■ **Work item**:
Where a line below includes the word "reply", copy that line.

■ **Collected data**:

○ ○ ○

//! Messages exchanged between the user and the model.
//!
//! A [`Message`] is immutable once created. Each one carries the [`TurnId`]
//! of the turn it belongs to, so a reply can always be traced back to the
//! question that produced it even when replies arrive out of order.

use chrono::{DateTime, Utc};
use serde::{Deserialize, Serialize};
use std::fmt;
use uuid::Uuid;

/// Identifier for one turn: a human submission and its (at most one) reply.
///
/// Turn ids are assigned in submission order starting at 1.
#[derive(Debug, Clone, Copy, PartialEq, Eq, PartialOrd, Ord, Hash, Serialize, Deserialize)]
#[serde(transparent)]
pub struct TurnId(pub u64);

impl fmt::Display for TurnId {
    fn fmt(&self, f: &mut fmt::Formatter<'_>) -> fmt::Result {
        write!(f, "#{}", self.0)
    }
}

/// Author of a message.
#[derive(Debug, Clone, Copy, PartialEq, Eq, Hash, Serialize, Deserialize)]
pub enum Sender {
    /// The human at the keyboard.
    #[serde(rename = "me")]
    Me,
    /// The hosted model.
    #[serde(rename = "AI")]
    Ai,
}

impl Sender {
    /// The wire tag for this sender.
    pub fn as_str(self) -> &'static str {
        match self {
            Sender::Me => "me",
            Sender::Ai => "AI",
        }
    }
}

impl fmt::Display for Sender {
    fn fmt(&self, f: &mut fmt::Formatter<'_>) -> fmt::Result {
        f.write_str(self.as_str())
    }
}

/// A single entry in the transcript.
#[derive(Debug, Clone, PartialEq, Eq, Serialize, Deserialize)]
pub struct Message {
    id: Uuid,
    text: String,
    sender: Sender,
    turn: TurnId,
    sent_at: DateTime<Utc>,
}

impl Message {
    /// Create a human-authored message.
    pub fn me(text: impl Into<String>, turn: TurnId) -> Self {
        Self::new(text, Sender::Me, turn)
    }

    /// Create a model-authored message.
    pub fn ai(text: impl Into<String>, turn: TurnId) -> Self {
        Self::new(text, Sender::Ai, turn)
    }

    fn new(text: impl Into<String>, sender: Sender, turn: TurnId) -> Self {
        Self {
            id: Uuid::new_v4(),
            text: text.into(),
            sender,
            turn,
            sent_at: Utc::now(),
        }
    }

    /// Unique identifier, stable for list rendering.
    pub fn id(&self) -> Uuid {
        self.id
    }

    /// Verbatim content.
    pub fn text(&self) -> &str {
        &self.text
    }

    /// Who wrote the message.
    pub fn sender(&self) -> Sender {
        self.sender
    }

    /// The turn this message opened (human) or answers (model).
    pub fn turn(&self) -> TurnId {
        self.turn
    }

    /// When the message was appended.
    pub fn sent_at(&self) -> DateTime<Utc> {
        self.sent_at
    }

    /// Whether the human wrote this message.
    pub fn is_from_me(&self) -> bool {
        self.sender == Sender::Me
    }
}
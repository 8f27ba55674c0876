//! Theme components for the TUI.
//!
//! - [`Theme`] - Colour palette (crimson / ember)
//! - [`SPINNER_FRAMES`] - Animation frames for the pending indicator

mod colors;

pub use colors::Theme;

/// Frames cycled by the "thinking" indicator, one per tick.
pub const SPINNER_FRAMES: [&str; 4] = ["◐", "◓", "◑", "◒"];

/// Spinner frame for a tick counter.
pub fn spinner_frame(tick: usize) -> &'static str {
    SPINNER_FRAMES[tick % SPINNER_FRAMES.len()]
}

○ ○ ○

■ **Answer space**:
//! of the turn it belongs to, so a reply can always be traced back to the
/// Identifier for one turn: a human submission and its (at most one) reply.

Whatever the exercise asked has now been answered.